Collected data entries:
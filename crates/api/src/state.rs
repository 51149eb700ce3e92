use std::sync::Arc;

use kontrola_db::Store;

use crate::config::ServerConfig;

/// Shared application state available to all Axum handlers via `State<AppState>`.
///
/// Cheaply cloneable: the store handle and the config are both behind `Arc`.
#[derive(Clone)]
pub struct AppState {
    /// Hosted store handle (possibly unconfigured).
    pub store: Store,
    /// Server configuration (admin secret, CORS origins, store settings).
    pub config: Arc<ServerConfig>,
}

impl AppState {
    pub fn new(store: Store, config: ServerConfig) -> Self {
        Self {
            store,
            config: Arc::new(config),
        }
    }
}
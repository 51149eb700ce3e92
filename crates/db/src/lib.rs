//! Data access layer.
//!
//! Maps domain models to and from the hosted store's rows. Read paths never
//! fail: an unconfigured or failing store yields empty lists or default
//! statistics. Write paths return [`WriteError`] so callers can tell a
//! missing write credential from a rejected write.

pub mod memory;
pub mod models;
pub mod repositories;
pub mod store;
pub mod supabase;

pub use store::{ObjectStorage, Store, StoreError, TableStore, WriteError};
pub use supabase::{EnvSummary, SupabaseConfig};
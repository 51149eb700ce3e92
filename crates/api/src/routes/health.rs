use axum::routing::get;
use axum::Router;

use crate::handlers::health;
use crate::state::AppState;

/// Health probe mounted at `/api/health`.
pub fn router() -> Router<AppState> {
    Router::new().route("/health", get(health::health_check))
}
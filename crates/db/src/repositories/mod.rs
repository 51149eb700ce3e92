//! Repository layer.
//!
//! Each repository is a zero-sized struct providing async methods that
//! accept `&Store` as the first argument. Reads return plain values and
//! degrade on failure; writes return `Result<_, WriteError>`.

pub mod logo_repo;
pub mod notification_repo;
pub mod partner_repo;
pub mod statistics_repo;

pub use logo_repo::LogoRepo;
pub use notification_repo::NotificationRepo;
pub use partner_repo::PartnerRepo;
pub use statistics_repo::StatisticsRepo;

use serde::de::DeserializeOwned;
use serde_json::Value;

use crate::store::{Filter, Row, StoreError, WriteError};

/// Decode rows, skipping (and logging) any the model cannot represent.
fn decode_rows<T: DeserializeOwned>(table: &'static str, rows: Vec<Row>) -> Vec<T> {
    rows.into_iter()
        .filter_map(|row| match serde_json::from_value(Value::Object(row)) {
            Ok(decoded) => Some(decoded),
            Err(e) => {
                tracing::warn!(table, error = %e, "Skipping unreadable row");
                None
            }
        })
        .collect()
}

/// Numeric ids go to the store as numbers, anything else as text.
fn id_value(id: &str) -> Value {
    id.trim()
        .parse::<i64>()
        .map(Value::from)
        .unwrap_or_else(|_| Value::from(id))
}

fn id_filter(id: &str) -> Filter {
    Filter::eq("id", id_value(id))
}

fn timestamp_now() -> Value {
    Value::String(kontrola_core::types::now().to_rfc3339())
}

/// Write an `Option<Option<T>>` field: absent is skipped, `null` clears.
fn put_nullable(row: &mut Row, column: &str, value: &Option<Option<String>>) {
    if let Some(value) = value {
        row.insert(
            column.to_string(),
            value.clone().map_or(Value::Null, Value::String),
        );
    }
}

fn write_failed(table: &'static str, operation: &'static str, err: StoreError) -> WriteError {
    tracing::error!(
        table,
        operation,
        reason = "db-error",
        detail = %err.message,
        code = ?err.code,
        "Store write failed",
    );
    err.into()
}
//! Partner logo uploads to public object storage.

use kontrola_core::upload::{logo_object_path, DEFAULT_CONTENT_TYPE, LOGO_BUCKET};

use super::write_failed;
use crate::store::{Store, WriteError};

/// Stores partner logos and hands back their public URLs.
pub struct LogoRepo;

impl LogoRepo {
    /// Upload an already decoded and size-checked logo.
    ///
    /// Creates the public `partners` bucket on first use. Returns the
    /// public URL of the stored object.
    pub async fn upload(
        store: &Store,
        file_name: &str,
        content_type: Option<&str>,
        bytes: Vec<u8>,
    ) -> Result<String, WriteError> {
        let objects = store.object_writer()?;

        if let Err(e) = objects.ensure_bucket(LOGO_BUCKET).await {
            tracing::warn!(bucket = LOGO_BUCKET, error = %e, "Could not ensure logo bucket");
        }

        let path = logo_object_path(chrono::Utc::now().timestamp_millis(), file_name);
        let content_type = content_type
            .filter(|ct| !ct.trim().is_empty())
            .unwrap_or(DEFAULT_CONTENT_TYPE);

        objects
            .upload(LOGO_BUCKET, &path, bytes, content_type)
            .await
            .map_err(|e| write_failed("storage.objects", "upload", e))?;

        tracing::info!(bucket = LOGO_BUCKET, %path, "Partner logo uploaded");
        Ok(objects.public_url(LOGO_BUCKET, &path))
    }
}

#[cfg(test)]
mod tests {
    use std::sync::Arc;

    use super::*;
    use crate::memory::MemoryStore;

    #[tokio::test]
    async fn upload_creates_bucket_and_returns_public_url() {
        let memory = Arc::new(MemoryStore::new());
        let store = Store::new(memory.clone(), true).with_objects(memory.clone());

        let url = LogoRepo::upload(&store, "my logo.png", Some("image/png"), vec![1, 2, 3])
            .await
            .unwrap();

        assert!(memory.has_bucket(LOGO_BUCKET));
        let path = url.strip_prefix("memory://partners/").unwrap();
        assert!(path.ends_with("_my_logo.png"));
        let object = memory.object(LOGO_BUCKET, path).unwrap();
        assert_eq!(object.bytes, vec![1, 2, 3]);
        assert_eq!(object.content_type, "image/png");
    }

    #[tokio::test]
    async fn missing_content_type_falls_back() {
        let memory = Arc::new(MemoryStore::new());
        let store = Store::new(memory.clone(), true).with_objects(memory.clone());

        let url = LogoRepo::upload(&store, "a.bin", None, vec![0]).await.unwrap();
        let path = url.strip_prefix("memory://partners/").unwrap();
        assert_eq!(
            memory.object(LOGO_BUCKET, path).unwrap().content_type,
            DEFAULT_CONTENT_TYPE
        );
    }

    #[tokio::test]
    async fn upload_requires_service_role() {
        let memory = Arc::new(MemoryStore::new());
        let store = Store::new(memory.clone(), false).with_objects(memory);
        let err = LogoRepo::upload(&store, "a.png", None, vec![0]).await.unwrap_err();
        assert_eq!(err, WriteError::MissingServiceRole);
    }
}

Assigned task. Go through the lines above and count those with "Self"; report only the number.

Problem solution. 2